PromemoriaCoronavirus: Can we follow the rules?

Zitti zitti/non ripetere non discutere/ma sentire col cuore, buttarsi a capofitto/allora zitti zitti dritti verso il centro/non fuori ma dentro/non rumore ma silenzio/Erano gli aereoplanitaliani ...

Zitti zitti/non ripetere non discutere/ma sentire col cuore, buttarsi a capofitto/allora zitti zitti dritti verso il centro/non fuori ma dentro/non rumore ma silenzio/

Erano gli aereoplanitaliani in un Sanremo del 1992 eppure certe volte non sono solo canzonette se poi ti tornano alla mente i loro ritornelli probabilmente perchè vogliono dirti qualcosa, vogliono invitarti ad una presa di coscienza. Giorni fa il New York Times si chiedeva Can italians follow the rules?, ovvero se siamo – con quel verbo potere (can) – congenitamente capaci o non di possedere un codice collettivo di comportamento e avere un atteggiamento realmente nazionale di fronte ad un nemico microscopico nelle sue dimensioni ma globale nei suoi effetti.
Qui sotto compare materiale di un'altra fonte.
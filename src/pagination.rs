//! Fixed-size client-side pagination.
//!
//! Page numbers are 1-based. Every request is clamped into range; nothing
//! here returns an error.
use serde::Serialize;

/// Entries per page when nothing else is configured.
pub const DEFAULT_PAGE_SIZE: usize = 20;

/// Number of pages needed for `len` items. Always at least 1.
pub fn total_pages(len: usize, page_size: usize) -> usize {
    len.div_ceil(page_size.max(1)).max(1)
}

/// One page's view of a sequence.
#[derive(Debug, Clone, Copy, PartialEq, Eq)]
pub struct Page<'a, T> {
    pub items: &'a [T],
    /// 1-based page number after clamping.
    pub number: usize,
    pub total_pages: usize,
    /// Position of `items[0]` within the full sequence.
    pub offset: usize,
}

impl<T> Page<'_, T> {
    /// Controls are only drawn when there is more than one page.
    pub fn shows_controls(&self) -> bool {
        self.total_pages > 1
    }

    pub fn has_prev(&self) -> bool {
        self.number > 1
    }

    pub fn has_next(&self) -> bool {
        self.number < self.total_pages
    }
}

/// Slice out page `page` (clamped to `[1, total_pages]`).
pub fn paginate<T>(items: &[T], page_size: usize, page: usize) -> Page<'_, T> {
    let size = page_size.max(1);
    let total = total_pages(items.len(), size);
    let number = page.clamp(1, total);
    let start = ((number - 1) * size).min(items.len());
    let end = (start + size).min(items.len());

    Page {
        items: &items[start..end],
        number,
        total_pages: total,
        offset: start,
    }
}

/// Page navigation request.
#[derive(Debug, Clone, Copy, PartialEq, Eq, Serialize)]
#[serde(rename_all = "lowercase")]
pub enum Direction {
    Prev,
    Next,
    First,
    Last,
}

/// Current-page tracker for a sequence whose length can change.
#[derive(Debug, Clone, PartialEq, Eq)]
pub struct Paginator {
    page_size: usize,
    current: usize,
    total: usize,
}

impl Paginator {
    /// A page size of 0 is treated as 1.
    pub fn new(page_size: usize) -> Self {
        Self {
            page_size: page_size.max(1),
            current: 1,
            total: 1,
        }
    }

    pub fn page_size(&self) -> usize {
        self.page_size
    }

    pub fn current(&self) -> usize {
        self.current
    }

    pub fn total_pages(&self) -> usize {
        self.total
    }

    /// Update for a sequence of `len` items, keeping the current page in range.
    pub fn set_len(&mut self, len: usize) {
        self.total = total_pages(len, self.page_size);
        self.current = self.current.clamp(1, self.total);
    }

    pub fn reset(&mut self) {
        self.current = 1;
    }

    /// Jump to `page`, clamped.
    pub fn go_to(&mut self, page: usize) {
        self.current = page.clamp(1, self.total);
    }

    /// Returns true if the page changed.
    pub fn next(&mut self) -> bool {
        if self.current < self.total {
            self.current += 1;
            true
        } else {
            false
        }
    }

    /// Returns true if the page changed.
    pub fn prev(&mut self) -> bool {
        if self.current > 1 {
            self.current -= 1;
            true
        } else {
            false
        }
    }

    /// Returns true if the page changed.
    pub fn navigate(&mut self, direction: Direction) -> bool {
        let before = self.current;
        match direction {
            Direction::Prev => {
                self.prev();
            }
            Direction::Next => {
                self.next();
            }
            Direction::First => self.current = 1,
            Direction::Last => self.current = self.total,
        }
        before != self.current
    }

    /// Slice the current page out of `items`.
    pub fn page<'a, T>(&self, items: &'a [T]) -> Page<'a, T> {
        paginate(items, self.page_size, self.current)
    }
}

impl Default for Paginator {
    fn default() -> Self {
        Self::new(DEFAULT_PAGE_SIZE)
    }
}

// ============================================================================
// Tests
// ============================================================================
Alla granitica certezza del quotidiano americano non si può rispondere con altrettanto convincimento. Le scene della fuga vergognosa dalle stazioni milanesi di chi scappa istericamente dal contagio non comprendendo il tasso di incoscienza del gesto magari con l’aggravio di veicolare potenzialmente il virus nelle proprie famiglie del Sud (un caso nel trapanese proprio ieri) sono disturbanti e registrano un deficit di gestione delle proprie reazioni.

Gli antichi sapevano distinguere anche lessicalmente l’angoscia e il terrore dalla preoccupazione – timor non est perturbatio – poiché parliamo di due livelli di atteggiamento non sovrapponibili bensì distinti per natura e effetti.

E’ evidente perciò che abbiamo un gran bisogno di discernimento anche quando esso ci costringe provvidenzialmente a togliere un pezzetto del nostro egoismo. Un sano timore del tempo presente significa ascoltare le raccomandazioni per poi affidarsi al domani, seguire le istituzioni, le richieste del governo a sua volta guidato da un comitato tecnico-scientifico, e quindi cedere un pò della nostra sovranità sociale. Per quanto possa essere estraneo all’indole italica, si è dinanzi ad una questione cruciale e quanti sovranisti un tanto al chilo in questo momento dovrebbero dire a ragione Italian first proprio agli italiani? Tiriamo fuori il meglio di noi per una volta tanto, serriamoci per amore nostro e degli altri contro il sospetto e il pregiudiio della nostra inguaribile irresponsabilità, salvo poi piangere miseria e chiedere flessibilità in Europa e credito al mondo. Possiamo farcela da noi stessi se vogliamo.

Non è tempo infatti di tuttologare persino sul coronavirus decidendo di trasgredire le indicazioni di un paese (mal che vada facciamolo sui social senza danni tanto la bacheca scorre verso il giorno dopo). Non è altrove il problema ma è qui in giro tra i vicoli delle nostre città. E non è procrastinabile a domani il tema ma risiede nell’oggi parte della sua soluzione costruendo una rete di collaborazione comunitaria a favore di tutto il sistema anzitutto sanitario ma anche economico e sociale.

Se è vero che la storia a volte è bizzarra catapultando noi tutti verso uno scenario simile ad uno stato guerra dobbiamo allora scendere in altri bunker che poi sono le nostre case, ribadendo quel #iorestoacasa a protezione dei servizi essenziali, del sistema ospedaliero, della quota parte immunodepressa della popolazione in ordine alla protezione di “gregge” utile in questi frangenti. Togliamo quindi il punto interrogativo rispondendo agli amici americani: we can follow the rules, we can protect ourselves!